Ab-initio friction forces on the nanoscale: A DFT study of fcc Cu(111)

TL;DR

This study introduces a parameter-free, quantum mechanical model to predict nanofriction forces on fcc Cu(111) surfaces, revealing exponential load dependence and a non-zero offset at low loads, applicable to arbitrary sliding paths.

Contribution

It presents a novel, all-electron DFT-based quasi-static model for nanofriction that accounts for atomic relaxations and arbitrary sliding directions without path length restrictions.

Findings

Friction force exhibits exponential dependence on load for all directions.

Identified two periodic paths bounding the nanofriction response.

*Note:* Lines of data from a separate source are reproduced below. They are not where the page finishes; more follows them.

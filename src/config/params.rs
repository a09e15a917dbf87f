use std::borrow::Cow;

use url::form_urlencoded;

use crate::layout::calc::MAX_GRID_AXIS;
use crate::source::collection::{CollectionQuery, CollectionType, SubjectType};

const DEFAULT_USERNAME: &str = "sai";

/// Parameters carried in the page's URL hash (`#username=..&subject=..&aspect=2/3`).
///
/// Layout fields are optional overrides for [`crate::WallConfig`]; the rest
/// identifies which collection the wall shows.
#[derive(Clone, Debug, PartialEq, serde::Serialize, serde::Deserialize)]
pub struct WallParams {
    pub username: String,
    pub subject_type: SubjectType,
    pub collection_type: CollectionType,
    pub aspect_ratio: Option<f64>,
    pub rows: Option<u32>,
    pub padding: Option<u32>,
    pub limit: Option<u32>,
    pub offset: Option<u32>,
}

impl Default for WallParams {
    fn default() -> Self {
        Self {
            username: DEFAULT_USERNAME.to_owned(),
            subject_type: SubjectType::All,
            collection_type: CollectionType::All,
            aspect_ratio: None,
            rows: None,
            padding: None,
            limit: None,
            offset: None,
        }
    }
}

impl WallParams {
    /// Parse a hash fragment, with or without the leading `#`.
    ///
    /// The fragment is read as `application/x-www-form-urlencoded`; the first
    /// occurrence of a key wins. Unknown keys are ignored. Values that do not parse
    /// fall back to the defaults, never to an error.
    pub fn from_hash(hash: &str) -> Self {
        let hash = hash.strip_prefix('#').unwrap_or(hash);
        let pairs: Vec<(Cow<'_, str>, Cow<'_, str>)> =
            form_urlencoded::parse(hash.as_bytes()).collect();
        let get = |key: &str| first_value(&pairs, key);

        let defaults = Self::default();
        Self {
            username: get("username")
                .filter(|v| !v.is_empty())
                .map_or(defaults.username, str::to_owned),
            subject_type: get("subject")
                .and_then(SubjectType::from_name)
                .unwrap_or_default(),
            collection_type: get("collection")
                .and_then(CollectionType::from_name)
                .unwrap_or_default(),
            aspect_ratio: get("aspect")
                .and_then(parse_number)
                .filter(|v| *v > 0.0),
            rows: get("rows")
                .and_then(parse_number)
                .and_then(|v| to_count(v, 1, MAX_GRID_AXIS)),
            padding: get("padding")
                .and_then(parse_number)
                .and_then(|v| to_count(v, 0, u32::MAX)),
            limit: get("limit")
                .and_then(parse_number)
                .and_then(|v| to_count(v, 1, u32::MAX)),
            offset: get("offset")
                .and_then(parse_number)
                .and_then(|v| to_count(v, 0, u32::MAX)),
        }
    }

    /// Collection page the wall should show.
    pub fn query(&self) -> CollectionQuery {
        CollectionQuery {
            username: self.username.clone(),
            subject_type: self.subject_type,
            collection_type: self.collection_type,
            limit: self.limit,
            offset: self.offset,
        }
    }
}

/// Parse a plain number or an `a/b` fraction. Zero denominators and non-finite
/// results are rejected.
pub fn parse_number(value: &str) -> Option<f64> {
    let value = value.trim();
    if value.is_empty() {
        return None;
    }
    let parsed = match value.split_once('/') {
        Some((num, den)) => {
            let num: f64 = num.trim().parse().ok()?;
            let den: f64 = den.trim().parse().ok()?;
            if den == 0.0 {
                return None;
            }
            num / den
        }
        None => value.parse().ok()?,
    };
    parsed.is_finite().then_some(parsed)
}

fn first_value<'a>(pairs: &'a [(Cow<'_, str>, Cow<'_, str>)], key: &str) -> Option<&'a str> {
    pairs
        .iter()
        .find(|(k, _)| &**k == key)
        .map(|(_, v)| &**v)
}

fn to_count(v: f64, min: u32, max: u32) -> Option<u32> {
    let v = v.trunc();
    if v < f64::from(min) || v > f64::from(max) {
        return None;
    }
    Some(v as u32)
}

#[cfg(test)]
#[path = "../../tests/unit/config/params.rs"]
mod tests;
use crate::config::wall::WallConfig;
use crate::foundation::core::{Millis, Viewport, Visibility};
use crate::foundation::error::{WallError, WallResult};
use crate::item::Item;
use crate::wall::engine::Wall;

/// Host-side change the wall reacts to.
#[derive(Clone, Debug, PartialEq, serde::Serialize, serde::Deserialize)]
#[serde(tag = "type", rename_all = "snake_case")]
pub enum WatchEvent {
    /// Window resized. Recomputed on every event, no debounce.
    Resize { width: f64, height: f64 },
    /// Document became hidden or visible.
    Visibility { state: Visibility },
    /// The item source produced a new list.
    Items { items: Vec<Item> },
    /// Configuration (hash parameters) changed.
    Config { config: WallConfig },
}

/// A [`WatchEvent`] pinned to a timeline position.
#[derive(Clone, Debug, PartialEq, serde::Serialize, serde::Deserialize)]
pub struct ScriptedEvent {
    pub at: Millis,
    #[serde(flatten)]
    pub event: WatchEvent,
}

/// Ordered list of host events, used to replay a session against a wall.
#[derive(Clone, Debug, Default, PartialEq)]
pub struct WatchScript {
    events: Vec<ScriptedEvent>,
}

impl WatchScript {
    /// Build a script; events are stably sorted by time.
    pub fn new(mut events: Vec<ScriptedEvent>) -> Self {
        events.sort_by_key(|e| e.at);
        Self { events }
    }

    /// Parse a JSON array of `{"at": ms, "type": ..., ...}` objects.
    pub fn from_json(json: &str) -> WallResult<Self> {
        let events: Vec<ScriptedEvent> = serde_json::from_str(json)?;
        for e in &events {
            if let WatchEvent::Config { config } = &e.event {
                config.validate().map_err(|err| {
                    WallError::validation(format!("event at {}ms: {err}", e.at.0))
                })?;
            }
        }
        Ok(Self::new(events))
    }

    pub fn events(&self) -> &[ScriptedEvent] {
        &self.events
    }

    pub fn is_empty(&self) -> bool {
        self.events.is_empty()
    }
}

impl Wall {
    /// Dispatch one host event.
    ///
    /// Only a config change can fail (invalid values); the wall is left untouched in
    /// that case.
    pub fn handle(&mut self, event: WatchEvent, now: Millis) -> WallResult<()> {
        match event {
            WatchEvent::Resize { width, height } => self.resize(Viewport::new(width, height), now),
            WatchEvent::Visibility { state } => self.set_visibility(state, now),
            WatchEvent::Items { items } => self.replace_items(items, now),
            WatchEvent::Config { config } => self.set_config(config, now)?,
        }
        Ok(())
    }

    /// Apply every scripted event in order.
    pub fn replay(&mut self, script: &WatchScript) -> WallResult<()> {
        for e in script.events() {
            self.handle(e.event.clone(), e.at)?;
        }
        Ok(())
    }
}

#[cfg(test)]
#[path = "../../tests/unit/wall/watch.rs"]
mod tests;
pub(crate) mod engine;
pub(crate) mod events;
pub(crate) mod watch;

Friction converges for long paths to an intermediate value.

Abstract

While there are a number of models that tackle the problem of calculating friction forces on the atomic level, providing a completely parameter-free approach remains a challenge. Here we present a quasi-static model to obtain an approximation to the nanofrictional response of dry, wearless systems based on quantum mechanical all-electron calculations. We propose a mechanism to allow dissipative sliding, which relies on atomic relaxations. We define two different ways of calculating the mean nanofriction force, both leading to an exponential friction-versus-load behavior for all sliding directions. Since our approach does not impose any limits on lengths and directions of the sliding paths, we investigate arbitrary sliding directions for an fcc Cu(111) interface and detect two periodic paths which form the upper and lower bound of nanofriction. For long aperiodic paths the friction force convergences to a value in between these limits. For low loads we retrieve the Derjaguin generalization of Amontons-Coulomb kinetic friction law which appears to be valid all the way down to the nanoscale. We observe a non-vanishing Derjaguin-offset even for atomically flat surfaces in dry contact.